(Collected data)
*** Block opens ***
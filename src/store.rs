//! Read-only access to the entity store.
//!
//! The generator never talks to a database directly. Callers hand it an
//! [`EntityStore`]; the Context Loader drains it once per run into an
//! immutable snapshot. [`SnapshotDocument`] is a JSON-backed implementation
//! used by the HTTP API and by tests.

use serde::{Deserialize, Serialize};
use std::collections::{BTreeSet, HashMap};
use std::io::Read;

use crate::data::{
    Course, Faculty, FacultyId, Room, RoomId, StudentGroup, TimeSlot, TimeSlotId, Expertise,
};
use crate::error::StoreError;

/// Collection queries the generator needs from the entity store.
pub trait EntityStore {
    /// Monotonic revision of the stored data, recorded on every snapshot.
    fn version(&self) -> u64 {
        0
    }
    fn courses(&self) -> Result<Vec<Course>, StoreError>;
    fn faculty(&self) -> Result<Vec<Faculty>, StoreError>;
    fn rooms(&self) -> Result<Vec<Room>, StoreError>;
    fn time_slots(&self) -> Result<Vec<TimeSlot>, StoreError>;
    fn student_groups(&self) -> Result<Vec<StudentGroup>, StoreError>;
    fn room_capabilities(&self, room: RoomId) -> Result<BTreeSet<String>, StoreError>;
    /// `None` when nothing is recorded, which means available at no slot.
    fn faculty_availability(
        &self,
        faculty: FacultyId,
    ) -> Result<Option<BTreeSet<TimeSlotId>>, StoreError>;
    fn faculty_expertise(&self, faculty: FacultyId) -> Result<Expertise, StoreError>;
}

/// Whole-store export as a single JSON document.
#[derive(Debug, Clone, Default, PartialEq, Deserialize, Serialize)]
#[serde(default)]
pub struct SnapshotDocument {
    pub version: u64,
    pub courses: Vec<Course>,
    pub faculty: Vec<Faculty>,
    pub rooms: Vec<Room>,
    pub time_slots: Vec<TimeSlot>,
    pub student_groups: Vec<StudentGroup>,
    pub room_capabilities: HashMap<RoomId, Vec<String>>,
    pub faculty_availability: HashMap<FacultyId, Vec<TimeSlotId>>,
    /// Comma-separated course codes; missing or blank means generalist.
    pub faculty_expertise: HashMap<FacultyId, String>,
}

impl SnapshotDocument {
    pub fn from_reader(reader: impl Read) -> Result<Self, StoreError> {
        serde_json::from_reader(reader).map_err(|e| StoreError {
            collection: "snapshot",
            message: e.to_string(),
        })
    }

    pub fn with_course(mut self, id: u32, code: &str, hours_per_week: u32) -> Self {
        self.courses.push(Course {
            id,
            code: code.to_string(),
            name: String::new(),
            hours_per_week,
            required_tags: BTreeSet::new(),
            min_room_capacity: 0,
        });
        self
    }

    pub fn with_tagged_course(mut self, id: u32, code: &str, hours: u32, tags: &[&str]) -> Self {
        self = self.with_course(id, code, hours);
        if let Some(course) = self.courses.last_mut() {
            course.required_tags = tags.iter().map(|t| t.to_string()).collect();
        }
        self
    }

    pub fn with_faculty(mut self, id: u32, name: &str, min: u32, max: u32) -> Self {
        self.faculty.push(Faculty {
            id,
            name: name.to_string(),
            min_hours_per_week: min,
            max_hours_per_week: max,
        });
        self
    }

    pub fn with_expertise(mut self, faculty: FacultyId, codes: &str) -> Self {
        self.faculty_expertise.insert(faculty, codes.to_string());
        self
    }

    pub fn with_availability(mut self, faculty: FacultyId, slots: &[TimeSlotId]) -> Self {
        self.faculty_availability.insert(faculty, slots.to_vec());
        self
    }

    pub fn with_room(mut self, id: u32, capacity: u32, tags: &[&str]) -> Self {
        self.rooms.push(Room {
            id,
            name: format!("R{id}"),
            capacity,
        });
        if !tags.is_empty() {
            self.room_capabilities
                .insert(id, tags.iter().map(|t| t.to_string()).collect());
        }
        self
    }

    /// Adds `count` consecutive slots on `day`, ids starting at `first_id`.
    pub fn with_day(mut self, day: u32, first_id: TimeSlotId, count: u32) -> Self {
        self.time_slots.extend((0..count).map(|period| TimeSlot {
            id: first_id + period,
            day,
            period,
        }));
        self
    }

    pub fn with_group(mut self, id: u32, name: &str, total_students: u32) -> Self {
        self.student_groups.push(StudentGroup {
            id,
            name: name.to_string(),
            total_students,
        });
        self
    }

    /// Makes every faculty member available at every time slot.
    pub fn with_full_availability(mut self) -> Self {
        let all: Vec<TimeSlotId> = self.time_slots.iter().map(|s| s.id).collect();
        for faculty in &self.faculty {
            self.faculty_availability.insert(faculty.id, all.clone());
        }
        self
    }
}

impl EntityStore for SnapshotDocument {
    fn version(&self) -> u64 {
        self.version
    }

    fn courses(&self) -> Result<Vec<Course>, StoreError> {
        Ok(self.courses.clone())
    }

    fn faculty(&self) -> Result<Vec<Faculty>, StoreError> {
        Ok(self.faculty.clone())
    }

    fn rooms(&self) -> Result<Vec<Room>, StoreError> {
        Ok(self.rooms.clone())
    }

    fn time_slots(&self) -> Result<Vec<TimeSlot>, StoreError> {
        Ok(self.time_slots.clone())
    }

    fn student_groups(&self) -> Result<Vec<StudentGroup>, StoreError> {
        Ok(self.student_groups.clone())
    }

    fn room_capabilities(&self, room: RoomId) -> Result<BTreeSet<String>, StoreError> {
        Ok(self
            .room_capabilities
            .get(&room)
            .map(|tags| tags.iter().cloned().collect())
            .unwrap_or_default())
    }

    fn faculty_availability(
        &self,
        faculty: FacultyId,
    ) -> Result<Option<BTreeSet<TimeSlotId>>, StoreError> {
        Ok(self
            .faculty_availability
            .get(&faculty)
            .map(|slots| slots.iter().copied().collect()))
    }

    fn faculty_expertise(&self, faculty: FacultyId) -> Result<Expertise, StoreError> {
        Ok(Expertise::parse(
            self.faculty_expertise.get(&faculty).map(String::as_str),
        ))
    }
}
*** Block closes ***
*** Block opens ***
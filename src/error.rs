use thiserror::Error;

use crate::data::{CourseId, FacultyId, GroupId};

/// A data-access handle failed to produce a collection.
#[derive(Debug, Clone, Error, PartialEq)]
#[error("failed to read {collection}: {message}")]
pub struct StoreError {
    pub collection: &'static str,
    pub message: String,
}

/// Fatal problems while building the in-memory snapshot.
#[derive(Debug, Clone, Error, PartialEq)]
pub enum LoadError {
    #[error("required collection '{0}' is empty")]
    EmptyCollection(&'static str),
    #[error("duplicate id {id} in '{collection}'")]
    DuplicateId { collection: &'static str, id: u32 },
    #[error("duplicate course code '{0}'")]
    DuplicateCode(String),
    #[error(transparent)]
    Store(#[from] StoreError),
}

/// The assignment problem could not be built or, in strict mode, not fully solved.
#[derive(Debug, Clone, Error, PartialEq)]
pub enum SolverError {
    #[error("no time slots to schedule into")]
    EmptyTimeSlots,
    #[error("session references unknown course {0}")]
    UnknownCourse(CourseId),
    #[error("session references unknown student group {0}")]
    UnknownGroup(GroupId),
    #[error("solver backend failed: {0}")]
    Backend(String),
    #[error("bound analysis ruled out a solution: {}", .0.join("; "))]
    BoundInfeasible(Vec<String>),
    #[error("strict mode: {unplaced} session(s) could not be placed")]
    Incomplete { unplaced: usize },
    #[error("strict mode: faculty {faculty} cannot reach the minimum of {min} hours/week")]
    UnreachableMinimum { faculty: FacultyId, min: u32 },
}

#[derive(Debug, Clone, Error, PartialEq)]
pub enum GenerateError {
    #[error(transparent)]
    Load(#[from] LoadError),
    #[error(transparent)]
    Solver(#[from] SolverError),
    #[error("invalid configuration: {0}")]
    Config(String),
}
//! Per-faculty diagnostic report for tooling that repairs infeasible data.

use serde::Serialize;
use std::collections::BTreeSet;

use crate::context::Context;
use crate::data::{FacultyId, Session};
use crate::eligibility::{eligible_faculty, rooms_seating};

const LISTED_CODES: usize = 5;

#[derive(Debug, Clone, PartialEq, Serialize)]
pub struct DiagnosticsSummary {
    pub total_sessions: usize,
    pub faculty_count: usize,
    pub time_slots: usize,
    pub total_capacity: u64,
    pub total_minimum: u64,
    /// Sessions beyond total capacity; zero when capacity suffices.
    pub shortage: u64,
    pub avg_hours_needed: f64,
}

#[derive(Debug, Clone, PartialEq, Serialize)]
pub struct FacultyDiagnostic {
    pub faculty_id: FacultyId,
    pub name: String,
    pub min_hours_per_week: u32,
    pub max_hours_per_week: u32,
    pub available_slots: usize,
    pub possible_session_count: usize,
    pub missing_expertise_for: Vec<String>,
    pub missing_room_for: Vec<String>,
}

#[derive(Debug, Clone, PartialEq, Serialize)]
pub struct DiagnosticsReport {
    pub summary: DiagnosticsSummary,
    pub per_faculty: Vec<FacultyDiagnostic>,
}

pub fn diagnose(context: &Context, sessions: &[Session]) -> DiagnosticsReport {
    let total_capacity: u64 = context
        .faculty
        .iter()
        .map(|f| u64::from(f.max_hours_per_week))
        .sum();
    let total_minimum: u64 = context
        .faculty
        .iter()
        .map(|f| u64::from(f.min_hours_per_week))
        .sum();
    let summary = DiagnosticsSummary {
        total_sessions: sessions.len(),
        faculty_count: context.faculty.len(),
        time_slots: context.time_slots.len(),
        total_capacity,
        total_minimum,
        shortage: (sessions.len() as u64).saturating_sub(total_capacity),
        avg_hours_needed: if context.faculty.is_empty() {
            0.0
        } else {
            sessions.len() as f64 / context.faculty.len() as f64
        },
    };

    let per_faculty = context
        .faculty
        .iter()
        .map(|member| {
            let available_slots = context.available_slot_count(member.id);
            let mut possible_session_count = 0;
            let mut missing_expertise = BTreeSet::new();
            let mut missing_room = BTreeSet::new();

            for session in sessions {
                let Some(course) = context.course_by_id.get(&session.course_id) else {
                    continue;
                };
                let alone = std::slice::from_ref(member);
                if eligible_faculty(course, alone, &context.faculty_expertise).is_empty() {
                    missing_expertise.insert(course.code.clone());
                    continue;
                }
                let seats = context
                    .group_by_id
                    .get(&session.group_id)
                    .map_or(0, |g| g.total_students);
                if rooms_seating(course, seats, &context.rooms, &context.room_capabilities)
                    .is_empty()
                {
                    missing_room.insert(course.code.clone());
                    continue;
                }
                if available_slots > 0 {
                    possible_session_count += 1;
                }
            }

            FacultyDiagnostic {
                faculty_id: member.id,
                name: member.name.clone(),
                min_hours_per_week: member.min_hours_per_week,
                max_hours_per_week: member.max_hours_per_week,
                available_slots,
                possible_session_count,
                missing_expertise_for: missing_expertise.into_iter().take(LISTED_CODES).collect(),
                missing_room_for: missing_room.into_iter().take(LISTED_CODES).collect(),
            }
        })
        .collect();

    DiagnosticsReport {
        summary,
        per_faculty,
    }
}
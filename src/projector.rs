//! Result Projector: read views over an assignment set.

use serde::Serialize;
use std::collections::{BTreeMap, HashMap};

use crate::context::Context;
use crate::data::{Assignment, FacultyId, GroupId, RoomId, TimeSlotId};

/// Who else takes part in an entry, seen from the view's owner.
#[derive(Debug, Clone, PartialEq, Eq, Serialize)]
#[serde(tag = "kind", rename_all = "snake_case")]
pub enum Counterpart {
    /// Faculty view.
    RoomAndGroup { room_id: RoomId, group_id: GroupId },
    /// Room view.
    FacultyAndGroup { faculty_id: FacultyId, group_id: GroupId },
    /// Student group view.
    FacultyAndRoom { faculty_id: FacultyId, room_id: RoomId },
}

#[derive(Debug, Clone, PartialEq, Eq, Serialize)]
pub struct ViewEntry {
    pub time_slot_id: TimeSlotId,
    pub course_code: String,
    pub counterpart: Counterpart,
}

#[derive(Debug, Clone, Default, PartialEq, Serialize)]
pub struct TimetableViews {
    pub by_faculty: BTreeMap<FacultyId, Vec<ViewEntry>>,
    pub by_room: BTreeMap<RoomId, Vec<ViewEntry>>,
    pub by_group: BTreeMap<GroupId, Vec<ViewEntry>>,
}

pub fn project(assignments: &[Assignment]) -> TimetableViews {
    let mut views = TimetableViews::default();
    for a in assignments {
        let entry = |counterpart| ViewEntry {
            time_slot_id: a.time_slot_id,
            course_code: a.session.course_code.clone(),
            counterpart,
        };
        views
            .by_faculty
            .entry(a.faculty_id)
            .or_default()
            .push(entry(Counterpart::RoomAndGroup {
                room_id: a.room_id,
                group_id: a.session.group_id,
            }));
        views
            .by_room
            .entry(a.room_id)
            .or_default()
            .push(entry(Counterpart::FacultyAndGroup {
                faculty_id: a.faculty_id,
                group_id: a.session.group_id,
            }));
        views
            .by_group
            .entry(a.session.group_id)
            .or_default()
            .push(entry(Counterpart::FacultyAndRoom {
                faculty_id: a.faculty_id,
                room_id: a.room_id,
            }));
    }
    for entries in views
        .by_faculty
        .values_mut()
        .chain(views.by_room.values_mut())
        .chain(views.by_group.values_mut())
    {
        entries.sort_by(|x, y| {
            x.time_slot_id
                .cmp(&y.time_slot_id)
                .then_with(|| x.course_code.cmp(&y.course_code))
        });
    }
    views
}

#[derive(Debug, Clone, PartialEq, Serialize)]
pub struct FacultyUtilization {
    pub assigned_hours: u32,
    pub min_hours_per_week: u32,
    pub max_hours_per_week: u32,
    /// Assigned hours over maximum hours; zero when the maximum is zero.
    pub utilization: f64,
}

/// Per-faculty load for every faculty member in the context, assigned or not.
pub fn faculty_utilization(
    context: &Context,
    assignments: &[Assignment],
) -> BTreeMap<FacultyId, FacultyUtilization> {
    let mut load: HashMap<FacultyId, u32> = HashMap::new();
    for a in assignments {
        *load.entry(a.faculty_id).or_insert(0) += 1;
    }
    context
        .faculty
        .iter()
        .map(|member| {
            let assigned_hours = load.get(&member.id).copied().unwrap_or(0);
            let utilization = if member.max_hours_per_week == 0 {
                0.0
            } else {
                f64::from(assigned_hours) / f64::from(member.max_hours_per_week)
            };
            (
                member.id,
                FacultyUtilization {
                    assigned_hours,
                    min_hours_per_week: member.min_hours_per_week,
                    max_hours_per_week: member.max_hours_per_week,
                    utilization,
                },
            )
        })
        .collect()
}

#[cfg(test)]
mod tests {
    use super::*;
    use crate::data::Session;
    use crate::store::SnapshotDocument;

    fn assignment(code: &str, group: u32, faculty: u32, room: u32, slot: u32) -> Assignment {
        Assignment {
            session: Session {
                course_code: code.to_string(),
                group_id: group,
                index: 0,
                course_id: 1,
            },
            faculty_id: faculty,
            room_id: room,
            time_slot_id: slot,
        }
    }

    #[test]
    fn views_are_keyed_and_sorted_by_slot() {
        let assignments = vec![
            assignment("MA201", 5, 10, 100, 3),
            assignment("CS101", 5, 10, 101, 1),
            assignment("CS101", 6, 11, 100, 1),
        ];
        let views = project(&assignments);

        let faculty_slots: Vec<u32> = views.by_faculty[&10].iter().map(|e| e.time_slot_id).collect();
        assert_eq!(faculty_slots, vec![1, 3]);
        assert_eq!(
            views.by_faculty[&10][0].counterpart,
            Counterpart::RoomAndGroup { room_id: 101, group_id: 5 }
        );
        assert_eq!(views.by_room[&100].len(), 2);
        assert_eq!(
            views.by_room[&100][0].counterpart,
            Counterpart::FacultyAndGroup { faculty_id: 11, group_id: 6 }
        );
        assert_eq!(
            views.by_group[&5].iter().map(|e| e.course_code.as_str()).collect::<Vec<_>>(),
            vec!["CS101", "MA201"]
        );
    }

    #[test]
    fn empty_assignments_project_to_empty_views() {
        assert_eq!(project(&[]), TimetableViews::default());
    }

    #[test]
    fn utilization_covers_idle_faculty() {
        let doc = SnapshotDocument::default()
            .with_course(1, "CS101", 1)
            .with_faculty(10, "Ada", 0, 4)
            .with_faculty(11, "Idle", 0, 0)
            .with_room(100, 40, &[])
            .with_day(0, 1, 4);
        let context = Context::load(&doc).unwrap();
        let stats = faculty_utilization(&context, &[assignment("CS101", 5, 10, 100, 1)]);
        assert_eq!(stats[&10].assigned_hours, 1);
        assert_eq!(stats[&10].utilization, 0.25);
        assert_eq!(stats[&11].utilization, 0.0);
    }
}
*** Block closes ***
**Problem to solve**: Which lines above run from the one containing "filename src/store.rs" down to the one containing "-> Result<Option<BTreeSet<TimeSlotId>>, StoreError>;"? Repeat exactly those, both ends included, and nothing else.

**Exercise output**:
filename src/store.rs
//! Read-only access to the entity store.
//!
//! The generator never talks to a database directly. Callers hand it an
//! [`EntityStore`]; the Context Loader drains it once per run into an
//! immutable snapshot. [`SnapshotDocument`] is a JSON-backed implementation
//! used by the HTTP API and by tests.

use serde::{Deserialize, Serialize};
use std::collections::{BTreeSet, HashMap};
use std::io::Read;

use crate::data::{
    Course, Faculty, FacultyId, Room, RoomId, StudentGroup, TimeSlot, TimeSlotId, Expertise,
};
use crate::error::StoreError;

/// Collection queries the generator needs from the entity store.
pub trait EntityStore {
    /// Monotonic revision of the stored data, recorded on every snapshot.
    fn version(&self) -> u64 {
        0
    }
    fn courses(&self) -> Result<Vec<Course>, StoreError>;
    fn faculty(&self) -> Result<Vec<Faculty>, StoreError>;
    fn rooms(&self) -> Result<Vec<Room>, StoreError>;
    fn time_slots(&self) -> Result<Vec<TimeSlot>, StoreError>;
    fn student_groups(&self) -> Result<Vec<StudentGroup>, StoreError>;
    fn room_capabilities(&self, room: RoomId) -> Result<BTreeSet<String>, StoreError>;
    /// `None` when nothing is recorded, which means available at no slot.
    fn faculty_availability(
        &self,
        faculty: FacultyId,
    ) -> Result<Option<BTreeSet<TimeSlotId>>, StoreError>;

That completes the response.